ASSIGNMENT ▸ Each record below should be written out again exactly.

Saved entries:
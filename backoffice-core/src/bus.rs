//! Command bus.
//!
//! Commands are typed messages implementing [`Message`]. Handlers register by
//! type; a name table maps `Message::NAME` to a factory (payload → message)
//! and, when the typed path is wired, a dispatcher. Panels dispatch by name
//! from request payloads; application code dispatches typed messages
//! directly.
//!
//! ```text
//!  dispatch_by_name(name, payload, ids)
//!        │
//!        ▼
//!  ┌──────────────┐  factory   ┌───────────┐  dispatcher  ┌─────────────────┐
//!  │  name table  │──────────▶ │  M: Msg   │─────────────▶│ CommandHandler  │
//!  └──────────────┘ (validate) └───────────┘              └─────────────────┘
//! ```
//!
//! Registration is serialized under a single lock. Dispatch only holds the
//! lock long enough to clone the handler out.

use std::any::{Any, TypeId};
use std::collections::{BTreeSet, HashMap};
use std::sync::atomic::{AtomicBool, AtomicU64, Ordering};
use std::sync::{Arc, Mutex, MutexGuard, PoisonError, Weak};

use async_trait::async_trait;
use futures::future::{BoxFuture, FutureExt};
use serde::de::DeserializeOwned;
use serde_json::Value;
use tracing::{debug, info};

use crate::context::AdminContext;
use crate::error::{AdminError, Result};

/// Typed command or query message.
pub trait Message: DeserializeOwned + Send + Sync + 'static {
    /// Stable name used by the name table.
    const NAME: &'static str;

    fn validate(&self) -> Result<()> {
        Ok(())
    }

    /// Build from a request payload. Record ids are injected as `ids` when
    /// the payload object does not already carry them.
    fn from_payload(payload: &Value, ids: &[String]) -> Result<Self> {
        let mut payload = match payload {
            Value::Null => Value::Object(Default::default()),
            other => other.clone(),
        };
        if let Value::Object(map) = &mut payload {
            if !ids.is_empty() && !map.contains_key("ids") {
                map.insert("ids".into(), Value::from(ids.to_vec()));
            }
        }
        serde_json::from_value(payload).map_err(|e| {
            AdminError::validation(format!("invalid payload for {}: {}", Self::NAME, e))
                .with_component("command_bus")
        })
    }
}

/// Message with a typed response.
pub trait Query: Message {
    type Output: Send + 'static;
}

#[async_trait]
pub trait CommandHandler<M: Message>: Send + Sync {
    async fn execute(&self, ctx: &AdminContext, message: M) -> Result<()>;
}

#[async_trait]
pub trait QueryHandler<Q: Query>: Send + Sync {
    async fn query(&self, ctx: &AdminContext, query: Q) -> Result<Q::Output>;
}

/// Answers whether a command name can be dispatched.
pub trait CommandCatalog: Send + Sync {
    fn has_command(&self, name: &str) -> bool;
}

RESULT ▸
filename backoffice-core/src/bus.rs
//! Command bus.
//!
//! Commands are typed messages implementing [`Message`]. Handlers register by
//! type; a name table maps `Message::NAME` to a factory (payload → message)
//! and, when the typed path is wired, a dispatcher. Panels dispatch by name
//! from request payloads; application code dispatches typed messages
//! directly.
//!
//! ```text
//!  dispatch_by_name(name, payload, ids)
//!        │
//!        ▼
//!  ┌──────────────┐  factory   ┌───────────┐  dispatcher  ┌─────────────────┐
//!  │  name table  │──────────▶ │  M: Msg   │─────────────▶│ CommandHandler  │
//!  └──────────────┘ (validate) └───────────┘              └─────────────────┘
//! ```
//!
//! Registration is serialized under a single lock. Dispatch only holds the
//! lock long enough to clone the handler out.

use std::any::{Any, TypeId};
use std::collections::{BTreeSet, HashMap};
use std::sync::atomic::{AtomicBool, AtomicU64, Ordering};
use std::sync::{Arc, Mutex, MutexGuard, PoisonError, Weak};

use async_trait::async_trait;
use futures::future::{BoxFuture, FutureExt};
use serde::de::DeserializeOwned;
use serde_json::Value;
use tracing::{debug, info};

use crate::context::AdminContext;
use crate::error::{AdminError, Result};

/// Typed command or query message.
pub trait Message: DeserializeOwned + Send + Sync + 'static {
    /// Stable name used by the name table.
    const NAME: &'static str;

    fn validate(&self) -> Result<()> {
        Ok(())
    }

    /// Build from a request payload. Record ids are injected as `ids` when
    /// the payload object does not already carry them.
    fn from_payload(payload: &Value, ids: &[String]) -> Result<Self> {
        let mut payload = match payload {
            Value::Null => Value::Object(Default::default()),
            other => other.clone(),
        };
        if let Value::Object(map) = &mut payload {
            if !ids.is_empty() && !map.contains_key("ids") {
                map.insert("ids".into(), Value::from(ids.to_vec()));
            }
        }
        serde_json::from_value(payload).map_err(|e| {
            AdminError::validation(format!("invalid payload for {}: {}", Self::NAME, e))
                .with_component("command_bus")
        })
    }
}

/// Message with a typed response.
pub trait Query: Message {
    type Output: Send + 'static;
}

#[async_trait]
pub trait CommandHandler<M: Message>: Send + Sync {
    async fn execute(&self, ctx: &AdminContext, message: M) -> Result<()>;
}

#[async_trait]
pub trait QueryHandler<Q: Query>: Send + Sync {
    async fn query(&self, ctx: &AdminContext, query: Q) -> Result<Q::Output>;
}

/// Answers whether a command name can be dispatched.
pub trait CommandCatalog: Send + Sync {
    fn has_command(&self, name: &str) -> bool;
}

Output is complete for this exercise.